- [Your instructions]: I need the records below retyped exactly.

- [Provided records]:
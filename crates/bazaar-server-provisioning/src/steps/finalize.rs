// Copyright (c) 2025 Geoffrey Huntley <ghuntley@ghuntley.com>. All rights reserved.
// SPDX-License-Identifier: Proprietary

use std::sync::Arc;

use async_trait::async_trait;
use bazaar_server_db::{Stage, TenantStatus, TenantStore};
use tracing::info;

use super::{resolve_tenant, StepContext, StepExecutor};
use crate::error::StepError;
use crate::output::StepOutput;
use crate::reservation::NamespaceReservation;

/// The commit point: confirms the namespaces and activates the tenant.
pub struct FinalizeStep {
	tenants: Arc<dyn TenantStore>,
	reservation: NamespaceReservation,
}

impl FinalizeStep {
	pub fn new(tenants: Arc<dyn TenantStore>, reservation: NamespaceReservation) -> Self {
		Self {
			tenants,
			reservation,
		}
	}

	async fn confirm(&self, ctx: &StepContext<'_>, name: &str) -> Result<(), StepError> {
		if self.reservation.confirm(name, ctx.run_id).await? {
			Ok(())
		} else {
			Err(StepError::Unrecoverable(format!(
				"reservation for '{name}' is no longer held by this run"
			)))
		}
	}
}

#[async_trait]
impl StepExecutor for FinalizeStep {
	fn stage(&self) -> Stage {
		Stage::Finalizing
	}

	async fn run(&self, ctx: &StepContext<'_>) -> Result<StepOutput, StepError> {
		let tenant_id = ctx.artifacts.require_tenant()?;

		self.confirm(ctx, &ctx.request.subdomain).await?;
		if let Some(domain) = &ctx.request.custom_domain {
			self.confirm(ctx, domain).await?;
		}

		if !self
			.tenants
			.set_tenant_status(tenant_id, TenantStatus::Active)
			.await?
		{
			return Err(StepError::Unrecoverable(format!("tenant {tenant_id} disappeared")));
		}

		info!(run_id = %ctx.run_id, tenant_id = %tenant_id, "Tenant activated");
		Ok(StepOutput::Finalized { tenant_id })
	}

	/// Only the tenant status is reverted here; the namespace is released by
	/// the reservation step's own compensation.
	async fn undo(&self, ctx: &StepContext<'_>, output: Option<&StepOutput>) -> Result<(), StepError> {
		let tenant_id = match output {
			Some(StepOutput::Finalized { tenant_id }) => Some(*tenant_id),
			_ => resolve_tenant(self.tenants.as_ref(), ctx).await?,
		};
		if let Some(tenant_id) = tenant_id {
			self
				.tenants
				.set_tenant_status(tenant_id, TenantStatus::Inactive)
				.await?;
		}
		Ok(())
	}
}
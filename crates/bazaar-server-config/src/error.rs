// Copyright (c) 2025 Geoffrey Huntley <ghuntley@ghuntley.com>. All rights reserved.
// SPDX-License-Identifier: Proprietary

use std::path::PathBuf;

use thiserror::Error;

#[derive(Debug, Error)]
pub enum ConfigError {
	#[error("failed to read config file {path}: {source}")]
	FileRead {
		path: PathBuf,
		#[source]
		source: std::io::Error,
	},

	#[error("failed to parse config file {path}: {source}")]
	TomlParse {
		path: PathBuf,
		#[source]
		source: toml::de::Error,
	},

	#[error("invalid value for {key}: {message}")]
	InvalidValue { key: String, message: String },

	#[error("invalid configuration: {0}")]
	Validation(String),
}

- [Solution below]:
filename crates/bazaar-server-provisioning/src/steps/finalize.rs
// Copyright (c) 2025 Geoffrey Huntley <ghuntley@ghuntley.com>. All rights reserved.
// SPDX-License-Identifier: Proprietary

use std::sync::Arc;

use async_trait::async_trait;
use bazaar_server_db::{Stage, TenantStatus, TenantStore};
use tracing::info;

use super::{resolve_tenant, StepContext, StepExecutor};
use crate::error::StepError;
use crate::output::StepOutput;
use crate::reservation::NamespaceReservation;

/// The commit point: confirms the namespaces and activates the tenant.
pub struct FinalizeStep {
	tenants: Arc<dyn TenantStore>,
	reservation: NamespaceReservation,
}

impl FinalizeStep {
	pub fn new(tenants: Arc<dyn TenantStore>, reservation: NamespaceReservation) -> Self {
		Self {
			tenants,
			reservation,
		}
	}

	async fn confirm(&self, ctx: &StepContext<'_>, name: &str) -> Result<(), StepError> {
		if self.reservation.confirm(name, ctx.run_id).await? {
			Ok(())
		} else {
			Err(StepError::Unrecoverable(format!(
				"reservation for '{name}' is no longer held by this run"
			)))
		}
	}
}

#[async_trait]
impl StepExecutor for FinalizeStep {
	fn stage(&self) -> Stage {
		Stage::Finalizing
	}

	async fn run(&self, ctx: &StepContext<'_>) -> Result<StepOutput, StepError> {
		let tenant_id = ctx.artifacts.require_tenant()?;

		self.confirm(ctx, &ctx.request.subdomain).await?;
		if let Some(domain) = &ctx.request.custom_domain {
			self.confirm(ctx, domain).await?;
		}

		if !self
			.tenants
			.set_tenant_status(tenant_id, TenantStatus::Active)
			.await?
		{
			return Err(StepError::Unrecoverable(format!("tenant {tenant_id} disappeared")));
		}

		info!(run_id = %ctx.run_id, tenant_id = %tenant_id, "Tenant activated");
		Ok(StepOutput::Finalized { tenant_id })
	}

	/// Only the tenant status is reverted here; the namespace is released by
	/// the reservation step's own compensation.
	async fn undo(&self, ctx: &StepContext<'_>, output: Option<&StepOutput>) -> Result<(), StepError> {
		let tenant_id = match output {
			Some(StepOutput::Finalized { tenant_id }) => Some(*tenant_id),
			_ => resolve_tenant(self.tenants.as_ref(), ctx).await?,
		};
		if let Some(tenant_id) = tenant_id {
			self
				.tenants
				.set_tenant_status(tenant_id, TenantStatus::Inactive)
				.await?;
		}
		Ok(())
	}
}
filename crates/bazaar-server-config/src/error.rs
// Copyright (c) 2025 Geoffrey Huntley <ghuntley@ghuntley.com>. All rights reserved.
// SPDX-License-Identifier: Proprietary

use std::path::PathBuf;

use thiserror::Error;

#[derive(Debug, Error)]
pub enum ConfigError {
	#[error("failed to read config file {path}: {source}")]
	FileRead {
		path: PathBuf,
		#[source]
		source: std::io::Error,
	},

	#[error("failed to parse config file {path}: {source}")]
	TomlParse {
		path: PathBuf,
		#[source]
		source: toml::de::Error,
	},

	#[error("invalid value for {key}: {message}")]
	InvalidValue { key: String, message: String },

	#[error("invalid configuration: {0}")]
	Validation(String),
}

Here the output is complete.